Re: KVM Clock

2014-12-10 Thread Ryan Stone
On Mon, Jan 20, 2014 at 7:41 PM, Julian Stecklina
 wrote:
> Ah. Thanks. This will do. Something like access_once would be perfect, though.
>
> I'll post an updated patch that does not duplicate code that is in xen/ 
> soonish.

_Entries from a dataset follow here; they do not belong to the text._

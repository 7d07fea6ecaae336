use crate::words::WORD_BITS;

/// Capacity bounds the allocated size and false-positive rate of a
/// [`Filter`](crate::Filter).
///
/// A filter is sized in 32-bit words, and the word count must always be a
/// power of two. A capacity is either a bare word count, producing an empty
/// filter, or an existing word table whose length is the word count.
///
/// The false positive probability for a bloom filter increases as the number
/// of entries increases. For `m` bits, `k` hash functions and `n` entries it
/// is approximately:
///
/// ```text
///     p = (1 - e^(-kn/m))^k
/// ```
///
/// With `k = 3` hash functions, the number of entries at which a filter
/// reaches a 1% and a 50% false positive probability is:
///
/// ```text
///     words       bits      p = 0.01      p = 0.5
///     -----   --------   -----------   ----------
///         1         32             2           16
///         8        256            20          134
///        64      2,048           165        1,077
///     1,024     32,768         2,650       17,240
///    16,384    524,288        42,403      275,850
/// ```
///
/// Filters of different capacities can still be compared: see
/// [`reduce_to`](crate::Filter::reduce_to).
#[derive(Clone, Debug, PartialEq, Eq)]
pub enum Capacity {
    /// A zero-filled table of this many 32-bit words.
    Words(usize),

    /// An existing table of 32-bit words, used as-is.
    Table(Vec<u32>),
}

impl Capacity {
    /// The number of 32-bit words this capacity describes.
    pub fn words(&self) -> usize {
        match self {
            Capacity::Words(n) => *n,
            Capacity::Table(t) => t.len(),
        }
    }

    /// The number of bits this capacity describes.
    pub fn bits(&self) -> usize {
        self.words() * WORD_BITS
    }
}

impl From<usize> for Capacity {
    fn from(words: usize) -> Self {
        Capacity::Words(words)
    }
}

impl From<Vec<u32>> for Capacity {
    fn from(table: Vec<u32>) -> Self {
        Capacity::Table(table)
    }
}

impl From<&[u32]> for Capacity {
    fn from(table: &[u32]) -> Self {
        Capacity::Table(table.to_vec())
    }
}

#[cfg(test)]
mod tests {
    use super::*;

    #[test]
    fn test_words_and_bits() {
        let c = Capacity::from(8_usize);
        assert_eq!(c.words(), 8);
        assert_eq!(c.bits(), 256);

        let c = Capacity::from(vec![0_u32, 1, 2, 3]);
        assert_eq!(c.words(), 4);
        assert_eq!(c.bits(), 128);

        let c = Capacity::from(&[42_u32][..]);
        assert_eq!(c, Capacity::Table(vec![42]));
        assert_eq!(c.bits(), 32);
    }
}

Didn't get around to testing it the last days.
>
> Julian

I'm interesting in helping to get this into the tree.  I see that
you've address all of the comments in this thread here:

https://github.com/blitz/freebsd/commit/e130f4ba550eb905c7f56a6a26243660b4df834b

I have one final question.  Don't we need to run rdtsc() in the loop
in pvclock_fetch_vcpu_tinfo()?  If we don't, isn't there a chance that
after we leave the loop, the hypervisor could migrate the guest to a
different CPU where the value returned by rdtsc() will not match the
parameters in the pvclock_time_info structure?
___
freebsd-virtualization@freebsd.org mailing list
http://lists.freebsd.org/mailman/listinfo/freebsd-virtualization
To unsubscribe, send any mail to 
"freebsd-virtualization-unsubscr...@freebsd.org"


Re: KVM Clock

2014-01-20 Thread Julian Stecklina


John Baldwin  wrote:
>There is the __compiler_membar() macro in  that you could
>use if 
>this code is x86-specific (and thus knows it only needs a compiler
>barrier).

Ah. Thanks. This will do. Something like access_once would be perfect, though.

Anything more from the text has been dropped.